It’s almost 2020, and we’re so accustomed to technology that we barely even notice the impact it has on our lives anymore. We consult recipes on our tablets, watch TV on our computers, you may even be reading this article on your phone. Nigerian artist Fatimah Tuggar wants you to put the screen down and consider how we define technology and innovation, what intrinsic value it has and how it impacts societal power structures.
It’s these questions and more that she explores in “Fatimah Tuggar: Home’s Horizons,” showing at the Davis Museum at Wellesley College through December 15. The exhibition — which features 26 large-scale pieces of multimedia art, as well as a new piece commissioned by the Davis — explores how technology and innovation have shaped domestic spaces in the past two centuries.
Tuggar doesn’t define technology merely as the gadgets we check our e-mail on. She says, “I am focused on technology as a catalyst for the human condition. My position is that all rational making and knowledge is technological and collaborative across cultures and histories; we are all building on prior experience.”
For example, early man creating spears and other hunting tools were developing technology, knitters pioneering new stitching techniques are developing technology, and so on.
Similarly, technology doesn’t have the same meaning in different cultures and time periods. In her interior collages, Tuggar juxtaposes American and West African spaces, traditions and uses of technology. In “Working Woman” we easily identify the computer, telephone and power strip as instruments of work. But the handmade screen in the interior space and the colorfully dyed garments of the central figure are also representative of innovation and labor.
Tuggar uses these interiors as a familiar reference point for these discussions of technology. “I see the domestic as a microcosm of society,” she says. “I find exploring home to be an excellent lens for taking the pulse of what is going on at multiple levels, from the micro to macro and from one location to another across class and race structures.”
But the use of these interior spaces also showcases how work that has traditionally been done by women is not only serious labor, but technologically innovative as well. If the figure in “Working Woman” did not have all those trappings of contemporary, white-collar work, would she still be seen as an innovator? Would her work be considered as meaningful as someone else’s?
It’s not only in domestic spaces that Tuggar wants to promote women. “The participation of women in the creation of Western computing systems is rarely acknowledged,” she says. “People do not talk about women like Melba Roy Mouton, Dorothy Johnson Vaughan…Maria Mitchell, to name a few examples. But we all know about Charles Babbage, Tim Berners-Lee and Bill Gates.” Similarly, she points out, non-Western contributions are also disregarded.

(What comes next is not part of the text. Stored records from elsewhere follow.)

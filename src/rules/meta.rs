// Copyright (c) 2025 Fabstir
// SPDX-License-Identifier: BUSL-1.1
//! Title and meta description length rules

use crate::audit::types::MetricRecord;
use crate::content::PageDocument;

pub const TITLE_MIN_CHARS: usize = 30;
pub const TITLE_MAX_CHARS: usize = 60;
pub const DESCRIPTION_MIN_CHARS: usize = 120;
pub const DESCRIPTION_MAX_CHARS: usize = 160;

/// `<title>` must be 30..=60 characters
pub fn page_title(doc: &PageDocument) -> MetricRecord {
    let title = doc.title();
    let chars = title.chars().count();

    if title.is_empty() {
        MetricRecord::issue(
            "Add a page title of ~45 characters that includes your primary keyword.",
            "(none found)",
        )
    } else if chars < TITLE_MIN_CHARS {
        MetricRecord::issue(
            "Expand the page title to ~45 characters to improve SEO visibility.",
            title,
        )
    } else if chars > TITLE_MAX_CHARS {
        MetricRecord::issue(
            "Shorten the page title to ~45 characters to ensure it displays fully in search results.",
            title,
        )
    } else {
        MetricRecord::ok(title)
    }
}

/// Meta description must be 120..=160 characters
pub fn meta_description(doc: &PageDocument) -> MetricRecord {
    let description = doc.meta_description();
    let chars = description.chars().count();

    if description.is_empty() {
        MetricRecord::issue(
            "Add a meta description of ~130 characters that summarizes the page and includes a CTA.",
            "(none found)",
        )
    } else if chars < DESCRIPTION_MIN_CHARS {
        MetricRecord::issue(
            "Expand the meta description to ~130 characters to improve click-through rates.",
            description,
        )
    } else if chars > DESCRIPTION_MAX_CHARS {
        MetricRecord::issue(
            "Shorten the meta description to ~130 characters so it doesn\u{2019}t get cut off in search results.",
            description,
        )
    } else {
        MetricRecord::ok(description)
    }
}
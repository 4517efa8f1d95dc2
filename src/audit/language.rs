// Copyright (c) 2025 Fabstir
// SPDX-License-Identifier: BUSL-1.1
//! Page language resolution

use tracing::debug;
use whatlang::Lang;

use crate::content::PageDocument;

pub const DEFAULT_LANGUAGE: &str = "en";

/// Declared `lang` attribute first, then statistical detection, then English
pub fn resolve_language(doc: &PageDocument) -> String {
    if let Some(code) = doc.declared_lang().and_then(primary_subtag) {
        return code;
    }

    match detect_language(doc.text()) {
        Some(code) => {
            debug!("Detected language '{}' for {}", code, doc.url());
            code
        }
        None => DEFAULT_LANGUAGE.to_string(),
    }
}

/// `en-GB` -> `en`
fn primary_subtag(tag: &str) -> Option<String> {
    tag.split(['-', '_'])
        .next()
        .map(|s| s.trim().to_lowercase())
        .filter(|s| !s.is_empty())
}

/// Statistical detection on page text, as an ISO 639-1 code where one is known
pub fn detect_language(text: &str) -> Option<String> {
    if text.trim().is_empty() {
        return None;
    }

    let lang = whatlang::detect(text)?.lang();
    let code = match lang {
        Lang::Eng => "en",
        Lang::Hrv => "hr",
        Lang::Srp => "sr",
        Lang::Deu => "de",
        Lang::Fra => "fr",
        Lang::Spa => "es",
        Lang::Ita => "it",
        Lang::Por => "pt",
        Lang::Nld => "nl",
        Lang::Pol => "pl",
        Lang::Ces => "cs",
        Lang::Slv => "sl",
        Lang::Rus => "ru",
        Lang::Ukr => "uk",
        Lang::Bul => "bg",
        Lang::Swe => "sv",
        Lang::Dan => "da",
        Lang::Fin => "fi",
        Lang::Hun => "hu",
        Lang::Ron => "ro",
        Lang::Tur => "tr",
        other => other.code(),
    };
    Some(code.to_string())
}

/// Human-readable name used when addressing the page owner
pub fn language_name(code: &str) -> &'static str {
    match code {
        "hr" => "Croatian",
        "sr" => "Serbian",
        "bs" => "Bosnian",
        "de" => "German",
        "fr" => "French",
        "es" => "Spanish",
        _ => "English",
    }
}
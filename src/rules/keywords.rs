// Copyright (c) 2025 Fabstir
// SPDX-License-Identifier: BUSL-1.1
//! Keyword presence rules
//!
//! Both rules delegate the match decision to the semantic oracle through
//! [`check_presence`], so a failing oracle reads as "keyword missing".

use async_trait::async_trait;

use super::body::excerpt;
use super::images::content_alts;
use super::{Rule, RuleContext};
use crate::audit::types::{Metric, MetricRecord};
use crate::content::PageDocument;
use crate::oracle::{check_presence, Concept};

/// Page element checked for the primary keyword
#[derive(Debug, Clone, Copy, PartialEq, Eq)]
pub enum KeywordTarget {
    Title,
    Description,
    H1,
    /// Non-empty alt texts of content images, space joined
    ImageAlts,
    /// Whole-page text
    Content,
}

impl KeywordTarget {
    /// Text handed to the oracle
    pub fn text(self, doc: &PageDocument) -> String {
        match self {
            Self::Title => doc.title().to_string(),
            Self::Description => doc.meta_description().to_string(),
            Self::H1 => doc.headings(1).first().map(|h| h.to_string()).unwrap_or_default(),
            Self::ImageAlts => content_alts(doc).join(" "),
            Self::Content => doc.text().to_string(),
        }
    }

    fn missing_record(self, primary: &str, doc: &PageDocument, text: &str) -> MetricRecord {
        match self {
            Self::Title => MetricRecord::issue(
                format!(
                    "Include your primary keyword (\u{201c}{}\u{201d}) in the page title for better relevance.",
                    primary
                ),
                if text.is_empty() { "(no title to show)" } else { text },
            ),
            Self::Description => MetricRecord::issue(
                format!(
                    "Include your primary keyword (\u{201c}{}\u{201d}) in the meta description for better relevance.",
                    primary
                ),
                text,
            ),
            Self::H1 => MetricRecord::issue(
                format!(
                    "Include your primary keyword (\u{201c}{}\u{201d}) in the <h1> tag to signal relevance.",
                    primary
                ),
                text,
            ),
            Self::ImageAlts => {
                let alts = content_alts(doc);
                let current = if alts.is_empty() {
                    "(none)".to_string()
                } else {
                    format!("{:?}", alts)
                };
                MetricRecord::issue(
                    format!(
                        "Include your primary keyword in at least one image\u{2019}s alt text. \
                         Current alts: {}.",
                        current
                    ),
                    alts.first().copied().unwrap_or(""),
                )
            }
            Self::Content => MetricRecord::issue(
                format!(
                    "Include your primary keyword (\u{201c}{}\u{201d}) naturally in the main content, \
                     ideally within the first paragraph.",
                    primary
                ),
                if text.is_empty() { String::new() } else { excerpt(text) },
            ),
        }
    }

    fn present_record(self, text: &str) -> MetricRecord {
        match self {
            Self::Title | Self::Description | Self::H1 => MetricRecord::ok(text),
            Self::ImageAlts | Self::Content => MetricRecord::ok(""),
        }
    }
}

/// Primary keyword presence in one page element
pub struct PrimaryKeywordRule {
    metric: Metric,
    target: KeywordTarget,
}

impl PrimaryKeywordRule {
    pub fn new(metric: Metric, target: KeywordTarget) -> Self {
        Self { metric, target }
    }
}

#[async_trait]
impl Rule for PrimaryKeywordRule {
    fn metric(&self) -> Metric {
        self.metric
    }

    async fn evaluate(&self, ctx: &RuleContext<'_>) -> MetricRecord {
        let text = self.target.text(ctx.document);
        if !ctx.keywords.has_primary() {
            return self.target.present_record(&text);
        }

        let primary = &ctx.keywords.primary;
        let concept = Concept::Single(primary.clone());
        if check_presence(ctx.oracle, &concept, &text).await {
            self.target.present_record(&text)
        } else {
            self.target.missing_record(primary, ctx.document, &text)
        }
    }
}

/// All secondary keywords present in the whole-page text
pub struct SecondaryKeywordRule;

#[async_trait]
impl Rule for SecondaryKeywordRule {
    fn metric(&self) -> Metric {
        Metric::SecondaryKwsInContent
    }

    async fn evaluate(&self, ctx: &RuleContext<'_>) -> MetricRecord {
        let secondaries = &ctx.keywords.secondary;
        if secondaries.is_empty() {
            return MetricRecord::ok("");
        }

        let concept = Concept::Many(secondaries.clone());
        if check_presence(ctx.oracle, &concept, ctx.document.text()).await {
            MetricRecord::ok("")
        } else {
            MetricRecord::issue(
                format!(
                    "Include your secondary keywords somewhere in the main content. \
                     Current secondaries: {:?}.",
                    secondaries
                ),
                secondaries.join(", "),
            )
        }
    }
}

This leads to a larger conversation about power and access and how technology is utilized to further those unequal dynamics. Tuggar explores this in “Deep Blue Wells,” a multimedia, interactive work with textiles, sculptures, video and AR that was commissioned by the Davis Museum. While exploring traditional West African indigo dyeing and the crafts made with the dyed materials, Tuggar examines how our societal frameworks categorize things as valuable, important or inventive, the power held by those who make the categories and how they vary in place, culture and time.
There are a many elements at play in “Fatimah Tuggar: Home’s Horizons.” But Tuggar’s objective isn’t to have viewers walk away with all the answers; it’s to get the conversation going. She says, “I hope this becomes an experience of understanding that there are multiple kinds of approaches to knowing and intelligence … and being curious and questioning everything is necessary.”
The show requires a special ticket, $12 for general admission and $6 for Wellesley College alumnae.